Only one stretch of the data below should be repeated: the lines from the line containing "let gate = gates.entry(key.clone()).or_insert_with(||" through the line containing "的 Drop 归还计数", inclusive, exactly as they are.

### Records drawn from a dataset

*** Begin section ***

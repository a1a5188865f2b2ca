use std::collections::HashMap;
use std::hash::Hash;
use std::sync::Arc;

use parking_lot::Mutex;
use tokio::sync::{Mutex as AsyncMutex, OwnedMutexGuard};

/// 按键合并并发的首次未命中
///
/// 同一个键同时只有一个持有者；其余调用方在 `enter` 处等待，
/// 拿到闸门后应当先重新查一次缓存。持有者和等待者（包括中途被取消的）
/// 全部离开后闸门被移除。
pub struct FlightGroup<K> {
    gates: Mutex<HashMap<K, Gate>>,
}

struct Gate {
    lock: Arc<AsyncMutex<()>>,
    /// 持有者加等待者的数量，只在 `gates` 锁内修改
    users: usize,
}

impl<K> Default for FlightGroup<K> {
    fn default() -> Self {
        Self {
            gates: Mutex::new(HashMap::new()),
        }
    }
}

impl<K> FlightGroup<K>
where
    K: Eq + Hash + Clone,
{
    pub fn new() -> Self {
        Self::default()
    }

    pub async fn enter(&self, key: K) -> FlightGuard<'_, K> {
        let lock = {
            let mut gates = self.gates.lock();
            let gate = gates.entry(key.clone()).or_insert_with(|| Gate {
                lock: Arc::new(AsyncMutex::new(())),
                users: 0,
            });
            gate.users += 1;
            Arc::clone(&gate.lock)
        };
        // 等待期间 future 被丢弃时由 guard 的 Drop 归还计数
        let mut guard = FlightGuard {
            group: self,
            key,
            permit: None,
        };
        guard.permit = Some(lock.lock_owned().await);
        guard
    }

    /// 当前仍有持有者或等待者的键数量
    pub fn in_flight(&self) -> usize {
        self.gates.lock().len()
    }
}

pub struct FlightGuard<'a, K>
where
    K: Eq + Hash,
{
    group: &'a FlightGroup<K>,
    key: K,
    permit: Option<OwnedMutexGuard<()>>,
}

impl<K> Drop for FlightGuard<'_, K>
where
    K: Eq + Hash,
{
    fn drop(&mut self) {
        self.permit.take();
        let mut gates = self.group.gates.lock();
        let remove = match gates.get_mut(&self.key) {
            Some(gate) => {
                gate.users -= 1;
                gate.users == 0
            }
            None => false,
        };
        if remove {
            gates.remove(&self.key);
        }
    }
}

*** End section ***

### RESULT FOR THIS EXERCISE
            let gate = gates.entry(key.clone()).or_insert_with(|| Gate {
                lock: Arc::new(AsyncMutex::new(())),
                users: 0,
            });
            gate.users += 1;
            Arc::clone(&gate.lock)
        };
        // 等待期间 future 被丢弃时由 guard 的 Drop 归还计数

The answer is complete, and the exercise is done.